CarrTheMurdersAtAstaireCastleNarrator: Dan Lawson

Publisher: Acorn Book Services (2014)

Length: 8 hours 9 minutes

Series: Book 5 Mac Faraday

Author’s Page

Note: Even though this is Book 5 in the series, it works just fine as a stand alone novel.

Set on Spencer Hill, in Deep Creek, Maryland, Mac Faraday won’t balk at exploring his property in full, and that includes the Astaire Castle which has been closed up since his biological mother passed away. It’s haunted and even his own half-brother David O’Callaghan (local police chief) thinks it’s a very bad idea to go exploring the castle. The Astaire Castle is the site of suicides, disappearances, and murders. As Mac Faraday, retired homicide detective, delves into the castle’s history yet more bodies turn up, and he and David are soon forced to reopen the case of the missing horror writer Damian Wagner.

This was an entertaining story, especially for the Halloween season. This tale has the haunted castle, a missing horror writer, and a wolf man! And that’s just the opening few chapters to this book. Mac and David argue like brothers and there’s a real  friendship there even if they disagree on things. Hector, the blunt Australian, was a favorite character as well. I liked his (sometimes snarky) humor. Gnarly, the big friendly, food-oriented German shepherd, often stole the show.

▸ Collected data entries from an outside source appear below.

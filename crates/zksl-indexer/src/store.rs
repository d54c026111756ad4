//! Relational persistence for the indexer: proofs, validators, and the
//! single-row indexer cursor. Built on `sqlx` against Postgres, using the
//! runtime-checked `query_as` form so this crate type-checks without a live
//! `DATABASE_URL` (no `query!`/`query_as!` compile-time macros).
//!
//! No migration files are produced — out of scope per this workspace's
//! charter — so each table gets a `CREATE TABLE IF NOT EXISTS` bootstrap
//! function instead, called once at indexer startup.

use chrono::{DateTime, Utc};
use sqlx::postgres::PgPool;
use sqlx::FromRow;

use crate::records::{ProofRecord, ValidatorRecord, ValidatorStatus};
use zksl_core::CommitmentLevel;

#[derive(Debug, thiserror::Error)]
pub enum StoreError {
    #[error("database error: {0}")]
    Sqlx(#[from] sqlx::Error),
}

pub struct ProofStore {
    pool: PgPool,
}

#[derive(Debug, Clone, FromRow)]
pub struct ProofRow {
    pub artifact_id: uuid::Uuid,
    pub start_slot: i64,
    pub end_slot: i64,
    pub proof_hash: Vec<u8>,
    pub ds_hash: Vec<u8>,
    pub artifact_len: i32,
    pub state_root_before: Vec<u8>,
    pub state_root_after: Vec<u8>,
    pub aggregator_pubkey: String,
    pub ts: DateTime<Utc>,
    pub seq: i64,
    pub commitment_level: i16,
    pub txid: Option<String>,
}

#[derive(Debug, Clone, FromRow)]
pub struct ValidatorRow {
    pub pubkey: String,
    pub status: String,
    pub escrow: String,
    pub lock_ts: Option<DateTime<Utc>>,
    pub unlock_ts: Option<DateTime<Utc>>,
    pub num_accepts: i64,
    pub last_seen: DateTime<Utc>,
}

impl ProofStore {
    pub fn new(pool: PgPool) -> Self {
        Self { pool }
    }

    pub async fn bootstrap(&self) -> Result<(), StoreError> {
        sqlx::query(
            r#"
            CREATE TABLE IF NOT EXISTS proofs (
                artifact_id UUID UNIQUE NOT NULL,
                start_slot BIGINT NOT NULL,
                end_slot BIGINT NOT NULL,
                proof_hash BYTEA NOT NULL,
                ds_hash BYTEA NOT NULL,
                artifact_len INTEGER NOT NULL CHECK (artifact_len BETWEEN 0 AND 524288),
                state_root_before BYTEA NOT NULL,
                state_root_after BYTEA NOT NULL,
                submitted_by TEXT,
                aggregator_pubkey TEXT NOT NULL,
                ts TIMESTAMPTZ NOT NULL,
                seq BIGINT NOT NULL,
                commitment_level SMALLINT NOT NULL CHECK (commitment_level BETWEEN 0 AND 2),
                txid TEXT UNIQUE,
                PRIMARY KEY (proof_hash, seq)
            )
            "#,
        )
        .execute(&self.pool)
        .await?;

        sqlx::query(
            r#"
            CREATE TABLE IF NOT EXISTS validators (
                pubkey TEXT PRIMARY KEY,
                status TEXT NOT NULL,
                escrow TEXT NOT NULL,
                lock_ts TIMESTAMPTZ,
                unlock_ts TIMESTAMPTZ,
                num_accepts BIGINT NOT NULL,
                last_seen TIMESTAMPTZ NOT NULL
            )
            "#,
        )
        .execute(&self.pool)
        .await?;

        sqlx::query(
            r#"
            CREATE TABLE IF NOT EXISTS indexer_state (
                id INTEGER PRIMARY KEY DEFAULT 1,
                last_scan_ts TIMESTAMPTZ,
                last_seen_slot BIGINT NOT NULL DEFAULT 0,
                last_signature TEXT,
                last_reconciled_ts TIMESTAMPTZ,
                CHECK (id = 1)
            )
            "#,
        )
        .execute(&self.pool)
        .await?;

        sqlx::query(
            r#"
            INSERT INTO indexer_state (id, last_seen_slot)
            VALUES (1, 0)
            ON CONFLICT (id) DO NOTHING
            "#,
        )
        .execute(&self.pool)
        .await?;

        Ok(())
    }

    /// Upsert a decoded proof record. Re-inserting an already-present
    /// `(proof_hash, seq)` pair mutates only `commitment_level` and `txid`.
    pub async fn upsert_proof(
        &self,
        record: &ProofRecord,
        aggregator_pubkey_hex: &str,
        commitment_level: CommitmentLevel,
        txid: Option<&str>,
    ) -> Result<(), StoreError> {
        sqlx::query(
            r#"
            INSERT INTO proofs (
                artifact_id, start_slot, end_slot, proof_hash, ds_hash,
                artifact_len, state_root_before, state_root_after,
                aggregator_pubkey, ts, seq, commitment_level, txid
            )
            VALUES ($1, $2, $3, $4, $5, $6, $7, $8, $9, $10, $11, $12, $13)
            ON CONFLICT (proof_hash, seq) DO UPDATE SET
                commitment_level = EXCLUDED.commitment_level,
                txid = COALESCE(EXCLUDED.txid, proofs.txid)
            "#,
        )
        .bind(record.artifact_id.0)
        .bind(record.start_slot as i64)
        .bind(record.end_slot as i64)
        .bind(record.proof_hash.as_bytes().to_vec())
        .bind(record.ds_hash.to_vec())
        .bind(record.artifact_len as i32)
        .bind(record.state_root_before.as_bytes().to_vec())
        .bind(record.state_root_after.as_bytes().to_vec())
        .bind(aggregator_pubkey_hex)
        .bind(Utc::now())
        .bind(record.seq as i64)
        .bind(commitment_level as i16)
        .bind(txid)
        .execute(&self.pool)
        .await?;
        Ok(())
    }

    /// Up to 100 oldest rows below finalized commitment level, for the
    /// reconciliation cycle.
    pub async fn pending_reconciliation_rows(&self) -> Result<Vec<ProofRow>, StoreError> {
        let rows = sqlx::query_as::<_, ProofRow>(
            r#"
            SELECT artifact_id, start_slot, end_slot, proof_hash, ds_hash,
                   artifact_len, state_root_before, state_root_after,
                   aggregator_pubkey, ts, seq, commitment_level, txid
            FROM proofs
            WHERE commitment_level < 2
            ORDER BY ts ASC
            LIMIT 100
            "#,
        )
        .fetch_all(&self.pool)
        .await?;
        Ok(rows)
    }

    /// Look up one proof by its artifact id, for `GET /proof/:id`. Unlike
    /// `pending_reconciliation_rows`, this is a direct point lookup with no
    /// commitment-level filter or row cap, so it keeps returning finalized
    /// rows after they drop out of the reconciliation cycle's working set.
    pub async fn get_proof(&self, artifact_id: uuid::Uuid) -> Result<Option<ProofRow>, StoreError> {
        let row = sqlx::query_as::<_, ProofRow>(
            r#"
            SELECT artifact_id, start_slot, end_slot, proof_hash, ds_hash,
                   artifact_len, state_root_before, state_root_after,
                   aggregator_pubkey, ts, seq, commitment_level, txid
            FROM proofs
            WHERE artifact_id = $1
            "#,
        )
        .bind(artifact_id)
        .fetch_optional(&self.pool)
        .await?;
        Ok(row)
    }

    pub async fn bump_commitment_level(
        &self,
        proof_hash: &[u8],
        seq: i64,
        level: CommitmentLevel,
    ) -> Result<(), StoreError> {
        sqlx::query(
            "UPDATE proofs SET commitment_level = $3 WHERE proof_hash = $1 AND seq = $2",
        )
        .bind(proof_hash)
        .bind(seq)
        .bind(level as i16)
        .execute(&self.pool)
        .await?;
        Ok(())
    }

    pub async fn purge(&self, proof_hash: &[u8], seq: i64) -> Result<(), StoreError> {
        sqlx::query("DELETE FROM proofs WHERE proof_hash = $1 AND seq = $2")
            .bind(proof_hash)
            .bind(seq)
            .execute(&self.pool)
            .await?;
        Ok(())
    }

    /// Upsert a decoded validator record. Re-inserting an already-present
    /// pubkey updates status, accept counter, and last-seen timestamp.
    pub async fn upsert_validator(&self, record: &ValidatorRecord) -> Result<(), StoreError> {
        let status = match record.status {
            ValidatorStatus::Active => "Active",
            ValidatorStatus::Unlocked => "Unlocked",
        };
        sqlx::query(
            r#"
            INSERT INTO validators (pubkey, status, escrow, lock_ts, num_accepts, last_seen)
            VALUES ($1, $2, $3, to_timestamp($4), $5, NOW())
            ON CONFLICT (pubkey) DO UPDATE SET
                status = EXCLUDED.status,
                num_accepts = EXCLUDED.num_accepts,
                last_seen = NOW()
            "#,
        )
        .bind(record.pubkey.to_hex())
        .bind(status)
        .bind(record.escrow.to_hex())
        .bind(record.lock_ts as f64)
        .bind(record.num_accepts as i64)
        .execute(&self.pool)
        .await?;
        Ok(())
    }

    /// Look up one validator by its hex-encoded pubkey, for `GET /validator/:pubkey`.
    pub async fn get_validator(&self, pubkey_hex: &str) -> Result<Option<ValidatorRow>, StoreError> {
        let row = sqlx::query_as::<_, ValidatorRow>(
            r#"
            SELECT pubkey, status, escrow, lock_ts, unlock_ts, num_accepts, last_seen
            FROM validators
            WHERE pubkey = $1
            "#,
        )
        .bind(pubkey_hex)
        .fetch_optional(&self.pool)
        .await?;
        Ok(row)
    }

    pub async fn advance_cursor(
        &self,
        last_seen_slot: i64,
        last_signature: Option<&str>,
        scanned_at: DateTime<Utc>,
    ) -> Result<(), StoreError> {
        sqlx::query(
            r#"
            UPDATE indexer_state
            SET last_seen_slot = GREATEST(last_seen_slot, $1),
                last_signature = COALESCE($2, last_signature),
                last_scan_ts = $3
            WHERE id = 1
            "#,
        )
        .bind(last_seen_slot)
        .bind(last_signature)
        .bind(scanned_at)
        .execute(&self.pool)
        .await?;
        Ok(())
    }

    pub async fn mark_reconciled(&self, at: DateTime<Utc>) -> Result<(), StoreError> {
        sqlx::query("UPDATE indexer_state SET last_reconciled_ts = $1 WHERE id = 1")
            .bind(at)
            .execute(&self.pool)
            .await?;
        Ok(())
    }

    pub async fn last_seen_slot(&self) -> Result<i64, StoreError> {
        let row: (i64,) = sqlx::query_as("SELECT last_seen_slot FROM indexer_state WHERE id = 1")
            .fetch_one(&self.pool)
            .await?;
        Ok(row.0)
    }
}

While the men get to do most of the action and decisions for the book, there are a few ladies that stand out. Archie, Mac’s lover, has  some role attached to the police department, though the details of which remained a bit fuzzy to me. While the guys often left her behind as they went off to adventure, she did have her moments with her gentle teasing, easing info out of this character or that. Chelsea with her medical condition and her service dog, Molly, also added to the story, specifically as an interesting love interest for one of the characters.

The wolfman was an interesting touch and one I didn’t expect. It definitely added a dimension to the book. The reveal of who did it came as a surprise as well. The wrap up left me wondering if there was a supernatural element to the story after all. All told, my only quibble is that I would have liked the ladies to be a bit more involved. Other than that, it was a pretty fun read.

I received a copy of this audiobook from the author (via iRead Book Tours – thanks!) at no cost.

Narration: Dan Lawson makes a great Mac Faraday. He sounds decisive and also  captures the characters fondness (and sometimes exasperation) for Gnarly. His female voices were believable.  His voice for David was similar to Mac’s  (which makes sense since they are related) and he kept it distinct from Mac’s most of the time.

What I Liked: Haunted castle; multiple bodies from different methods; the wolfman; Gnarly and his willingness to put anything in his mouth; Chelsea and her service dog; Hector the blunt Australian; good ending. 

What I Disliked: The ladies often get pushed to the backseat.